Há dez anos, Nicolás Parodi era um fotojornalista de Buenos Aires na casa dos 30 anos, fazendo trabalho noturno, fotografando shows de rock. Um dos músicos que interpretou ao vivo foi Carlos García López, famoso violonista de blues local que faria um show no DIAFAR (Diaspora Africana de Argentina), uma organização dedicada a promover a conscientização sobre a herança negra. Parodi foi pedir permissão para fotografar o evento. “Eu simplesmente entrei e eles começaram a me dizer que eu era um homem negro”, diz Parodi. “Eu costumava dizer: o quê? Como? É claro que não sou negro, sou moreno ”. Demorou muito para Carlos Parodi entender que até para ele sua negritude era ... invisível.
Minha vida toda meus amigos me chamaram de 'negro', mas nunca pensei que poderia me tornar um descendente de africanos ... Eu não sabia nada sobre cultura negra ou história negra. Com o tempo, aos poucos, comecei a reconhecer, na música que ouvia e tocava, no meu tom de pele, enfim, que tudo o que eu fazia tinha a ver com a estética negra.
Parodi não conhece a história de sua família biológica porque foi adotado, mas sua perplexidade não é única. Si bien solo la mitad del uno por ciento de los argentinos se percibe a sí mismo como afrodescendiente en el último censo argentino de 2010, se cree que la cantidad real es mucho mayor, de alrededor del cinco por ciento, según DIAFAR y estudios más recientes do governo. “No DIAFAR dizemos no inferno que todos temos um avô negro escondido no armário”, diz Nicoás Parodi, hoje um importante integrante da organização.
“Não é fácil se você passou a vida toda negando a ideia de negritude”, explica ele. “Não há nenhuma instância na escola, ou na universidade, em que se discuta nossa herança negra, ou racismo. Há tanta negação, tanta invisibilidade, isso não é levado em consideração ”.

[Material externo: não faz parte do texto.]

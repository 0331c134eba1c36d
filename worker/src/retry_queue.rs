use crate::metrics::{AbandonReason, DispatchMetrics};
use crate::payment::RetryEnvelope;
use std::cmp::Ordering;
use std::collections::BinaryHeap;
use std::sync::Arc;
use tokio::sync::{Mutex, mpsc};
use tokio::task::JoinHandle;
use tokio::time::Instant;
use tokio_util::sync::CancellationToken;

#[derive(Debug)]
pub struct RetryQueueClosed(pub RetryEnvelope);

impl std::fmt::Display for RetryQueueClosed {
    fn fmt(&self, f: &mut std::fmt::Formatter<'_>) -> std::fmt::Result {
        write!(f, "retry queue closed")
    }
}

impl std::error::Error for RetryQueueClosed {}

struct Scheduled(RetryEnvelope);

impl PartialEq for Scheduled {
    fn eq(&self, other: &Self) -> bool {
        self.0.not_before == other.0.not_before
    }
}

impl Eq for Scheduled {}

impl PartialOrd for Scheduled {
    fn partial_cmp(&self, other: &Self) -> Option<Ordering> {
        Some(self.cmp(other))
    }
}

impl Ord for Scheduled {
    // Reversed so the heap pops the earliest `not_before` first.
    fn cmp(&self, other: &Self) -> Ordering {
        other.0.not_before.cmp(&self.0.not_before)
    }
}

/// Producer handle used by workers to park failed payments.
#[derive(Clone)]
pub struct RetryQueue {
    inbound: mpsc::UnboundedSender<RetryEnvelope>,
}

/// Due envelopes, shared by the retry workers.
#[derive(Clone)]
pub struct RetryReceiver {
    ready: Arc<Mutex<mpsc::Receiver<RetryEnvelope>>>,
}

/// Holds envelopes until their `not_before` and releases them in due order.
pub struct RetryScheduler {
    inbound: mpsc::UnboundedReceiver<RetryEnvelope>,
    ready: mpsc::Sender<RetryEnvelope>,
    metrics: Arc<dyn DispatchMetrics>,
}

pub fn channel(
    ready_capacity: usize,
    metrics: Arc<dyn DispatchMetrics>,
) -> (RetryQueue, RetryScheduler, RetryReceiver) {
    let (inbound_tx, inbound_rx) = mpsc::unbounded_channel();
    let (ready_tx, ready_rx) = mpsc::channel(ready_capacity.max(1));

    (
        RetryQueue { inbound: inbound_tx },
        RetryScheduler {
            inbound: inbound_rx,
            ready: ready_tx,
            metrics,
        },
        RetryReceiver {
            ready: Arc::new(Mutex::new(ready_rx)),
        },
    )
}

impl RetryQueue {
    pub fn schedule(&self, envelope: RetryEnvelope) -> Result<(), RetryQueueClosed> {
        self.inbound
            .send(envelope)
            .map_err(|e| RetryQueueClosed(e.0))
    }
}

impl RetryReceiver {
    /// Next due envelope; `None` once the scheduler has stopped.
    pub async fn recv(&self) -> Option<RetryEnvelope> {
        let mut ready = self.ready.lock().await;
        ready.recv().await
    }

    /// Next due envelope if one has already been released.
    pub async fn try_recv(&self) -> Option<RetryEnvelope> {
        let mut ready = self.ready.lock().await;
        ready.try_recv().ok()
    }
}

impl RetryScheduler {
    pub fn start(self, shutdown: CancellationToken) -> JoinHandle<()> {
        tokio::spawn(self.retry_loop(shutdown))
    }

    async fn retry_loop(mut self, shutdown: CancellationToken) {
        let mut heap: BinaryHeap<Scheduled> = BinaryHeap::with_capacity(8 * 1024);

        loop {
            let next_due = heap.peek().map(|item| item.0.not_before);
            let due_now = next_due.is_some_and(|at| at <= Instant::now());

            tokio::select! {
                biased;
                _ = shutdown.cancelled() => break,
                item = self.inbound.recv() => match item {
                    Some(envelope) => heap.push(Scheduled(envelope)),
                    None => break,
                },
                permit = self.ready.reserve(), if due_now => match permit {
                    Ok(permit) => {
                        if let Some(Scheduled(envelope)) = heap.pop() {
                            permit.send(envelope);
                        }
                    }
                    Err(_) => break,
                },
                _ = sleep_until_due(next_due), if next_due.is_some() && !due_now => {}
            }
        }

        // Anything still parked (or racing in) will never be attempted again.
        self.inbound.close();
        while let Ok(envelope) = self.inbound.try_recv() {
            heap.push(Scheduled(envelope));
        }
        if !heap.is_empty() {
            tracing::warn!(pending = heap.len(), "Retry scheduler stopped with pending payments");
        }
        for Scheduled(envelope) in heap.drain() {
            tracing::warn!(
                correlation_id = %envelope.payment.correlation_id,
                attempt = envelope.attempt,
                "Payment abandoned at shutdown"
            );
            self.metrics.payment_abandoned(AbandonReason::Shutdown);
        }
    }
}

async fn sleep_until_due(at: Option<Instant>) {
    match at {
        Some(at) => tokio::time::sleep_until(at).await,
        None => std::future::pending().await,
    }
}
use bytes::BytesMut;
use serde::Serialize;
use std::error::Error;
use std::fmt;
use tokio_postgres::types::{IsNull, ToSql, Type, to_sql_checked};

#[derive(Debug, Clone, Copy, PartialEq, Eq, Hash, PartialOrd, Ord, Serialize)]
#[serde(rename_all = "lowercase")]
pub enum ProcessorType {
    Default,
    Fallback,
}

impl ProcessorType {
    pub const ALL: [ProcessorType; 2] = [ProcessorType::Default, ProcessorType::Fallback];

    /// Name of the sorted set holding this processor's ledger entries.
    pub fn ledger_key(&self) -> &'static str {
        match self {
            ProcessorType::Default => "payments:default",
            ProcessorType::Fallback => "payments:fallback",
        }
    }

    pub fn index(&self) -> usize {
        match self {
            ProcessorType::Default => 0,
            ProcessorType::Fallback => 1,
        }
    }
}

impl fmt::Display for ProcessorType {
    fn fmt(&self, f: &mut fmt::Formatter) -> fmt::Result {
        match self {
            ProcessorType::Default => write!(f, "default"),
            ProcessorType::Fallback => write!(f, "fallback"),
        }
    }
}

// Bound as the ledger set key, so rows group by processor identity.
impl ToSql for ProcessorType {
    fn to_sql(&self, ty: &Type, out: &mut BytesMut) -> Result<IsNull, Box<dyn Error + Sync + Send>>
    where
        Self: Sized,
    {
        self.ledger_key().to_sql(ty, out)
    }

    fn accepts(ty: &Type) -> bool
    where
        Self: Sized,
    {
        <&str as ToSql>::accepts(ty)
    }

    to_sql_checked!();
}
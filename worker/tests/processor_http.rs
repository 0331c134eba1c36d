mod common;

use common::{eventually, spawn_processor};
use hyper::StatusCode;
use payments_worker::health_monitor::{HealthMonitor, HealthMonitorConfig};
use payments_worker::payment::{Payment, PaymentRecord};
use payments_worker::payment_processor::{
    FailureKind, ForwardOutcome, PaymentProcessor, ProcessorClient, ProcessorClientConfig,
};
use payments_worker::processor_type::ProcessorType;
use payments_worker::selector::{HealthAware, HealthAwareConfig, ProcessorSelector};
use rust_decimal_macros::dec;
use std::sync::Arc;
use std::time::Duration;
use time::macros::datetime;
use tokio_util::sync::CancellationToken;

const PROCESSED: &str = r#"{"message":"payment processed successfully"}"#;

fn client(default_url: &str, fallback_url: &str) -> PaymentProcessor {
    PaymentProcessor::new(&ProcessorClientConfig {
        default_url: default_url.to_string(),
        fallback_url: fallback_url.to_string(),
        connect_timeout: Duration::from_millis(500),
        pool_max_idle_per_host: 4,
        pool_idle_timeout: Duration::from_secs(10),
    })
    .unwrap()
}

fn record() -> PaymentRecord {
    let payment = Payment::new(
        "4a7901b8-7d26-4d9d-aa19-4dc1c7cf60b3".parse().unwrap(),
        dec!(19.90),
    );
    PaymentRecord::new(&payment, datetime!(2025-07-15 12:34:56.789 UTC))
}

/// A local address nothing listens on.
async fn closed_port() -> String {
    let listener = tokio::net::TcpListener::bind("127.0.0.1:0").await.unwrap();
    let addr = listener.local_addr().unwrap();
    drop(listener);
    format!("http://{}", addr)
}

#[tokio::test]
async fn success_posts_the_payment_record() {
    let (url, seen) = spawn_processor(StatusCode::OK, Duration::ZERO, PROCESSED).await;
    let processor = client(&url, &url);

    let outcome = processor
        .forward(ProcessorType::Default, &record(), Duration::from_secs(1))
        .await;
    assert_eq!(outcome, ForwardOutcome::Success);

    let seen = seen.lock().unwrap();
    assert_eq!(seen.len(), 1);
    assert_eq!(seen[0]["correlationId"], "4a7901b8-7d26-4d9d-aa19-4dc1c7cf60b3");
    assert_eq!(seen[0]["amount"], 19.9);
    assert_eq!(seen[0]["requestedAt"], "2025-07-15T12:34:56.789Z");
}

#[tokio::test]
async fn targets_the_chosen_processor() {
    let (default_url, default_seen) = spawn_processor(StatusCode::OK, Duration::ZERO, PROCESSED).await;
    let (fallback_url, fallback_seen) =
        spawn_processor(StatusCode::OK, Duration::ZERO, PROCESSED).await;
    let processor = client(&default_url, &fallback_url);

    let outcome = processor
        .forward(ProcessorType::Fallback, &record(), Duration::from_secs(1))
        .await;
    assert!(outcome.is_success());
    assert_eq!(default_seen.lock().unwrap().len(), 0);
    assert_eq!(fallback_seen.lock().unwrap().len(), 1);
}

#[tokio::test]
async fn non_success_status_is_a_failure() {
    let (url, _) = spawn_processor(StatusCode::INTERNAL_SERVER_ERROR, Duration::ZERO, "").await;
    let processor = client(&url, &url);

    let outcome = processor
        .forward(ProcessorType::Default, &record(), Duration::from_secs(1))
        .await;
    assert_eq!(outcome, ForwardOutcome::Failure(FailureKind::Status(500)));

    let (url, _) = spawn_processor(StatusCode::UNPROCESSABLE_ENTITY, Duration::ZERO, "").await;
    let processor = client(&url, &url);
    let outcome = processor
        .forward(ProcessorType::Fallback, &record(), Duration::from_secs(1))
        .await;
    assert_eq!(outcome, ForwardOutcome::Failure(FailureKind::Status(422)));
}

#[tokio::test]
async fn slow_processor_hits_the_deadline() {
    let (url, _) = spawn_processor(StatusCode::OK, Duration::from_millis(500), PROCESSED).await;
    let processor = client(&url, &url);

    let started = tokio::time::Instant::now();
    let outcome = processor
        .forward(ProcessorType::Default, &record(), Duration::from_millis(50))
        .await;
    assert_eq!(outcome, ForwardOutcome::Failure(FailureKind::Timeout));
    assert!(started.elapsed() < Duration::from_millis(400));
}

#[tokio::test]
async fn unreachable_processor_is_a_connect_failure() {
    let url = closed_port().await;
    let processor = client(&url, &url);

    let outcome = processor
        .forward(ProcessorType::Default, &record(), Duration::from_secs(1))
        .await;
    assert_eq!(outcome, ForwardOutcome::Failure(FailureKind::Connect));
}

#[tokio::test]
async fn health_probe_steers_selection_to_fallback() {
    let (default_url, _) = spawn_processor(
        StatusCode::OK,
        Duration::ZERO,
        r#"{"failing":true,"minResponseTime":0}"#,
    )
    .await;
    let (fallback_url, _) = spawn_processor(
        StatusCode::OK,
        Duration::ZERO,
        r#"{"failing":false,"minResponseTime":5}"#,
    )
    .await;

    let selector = Arc::new(HealthAware::new(HealthAwareConfig::default()));
    assert_eq!(selector.select(), ProcessorType::Default);

    let monitor = HealthMonitor::new(
        &default_url,
        &fallback_url,
        HealthMonitorConfig {
            interval: Duration::from_millis(10),
            probe_timeout: Duration::from_millis(500),
            max_acceptable_response_time: Duration::from_millis(50),
        },
        selector.clone(),
    )
    .unwrap();
    let shutdown = CancellationToken::new();
    let handle = monitor.start(shutdown.clone());

    assert!(
        eventually(Duration::from_secs(5), || {
            let selector = selector.clone();
            async move { selector.select() == ProcessorType::Fallback }
        })
        .await
    );
    assert!(!selector.is_healthy(ProcessorType::Default));
    assert!(selector.is_healthy(ProcessorType::Fallback));

    shutdown.cancel();
    handle.await.unwrap();
}

#[tokio::test]
async fn unreachable_health_endpoint_leaves_selection_alone() {
    let url = closed_port().await;
    let selector = Arc::new(HealthAware::new(HealthAwareConfig::default()));

    let monitor = HealthMonitor::new(
        &url,
        &url,
        HealthMonitorConfig {
            interval: Duration::from_millis(10),
            probe_timeout: Duration::from_millis(200),
            max_acceptable_response_time: Duration::from_millis(50),
        },
        selector.clone(),
    )
    .unwrap();
    let shutdown = CancellationToken::new();
    let handle = monitor.start(shutdown.clone());

    tokio::time::sleep(Duration::from_millis(50)).await;
    assert_eq!(selector.select(), ProcessorType::Default);

    shutdown.cancel();
    handle.await.unwrap();
}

Os mestiços na Argentina passam por brancos, especialmente se forem bem-sucedidos financeiramente. Na verdade, muitos podem não estar cientes de sua herança negra: as políticas deliberadas de branqueamento do século 19 forçaram muitos negros, especialmente mulheres, a se passarem por brancos para se casar com colonizadores espanhóis ou imigrantes europeus. Hoje a memória dessa prática se perdeu em grande parte, mesmo entre seus próprios descendentes.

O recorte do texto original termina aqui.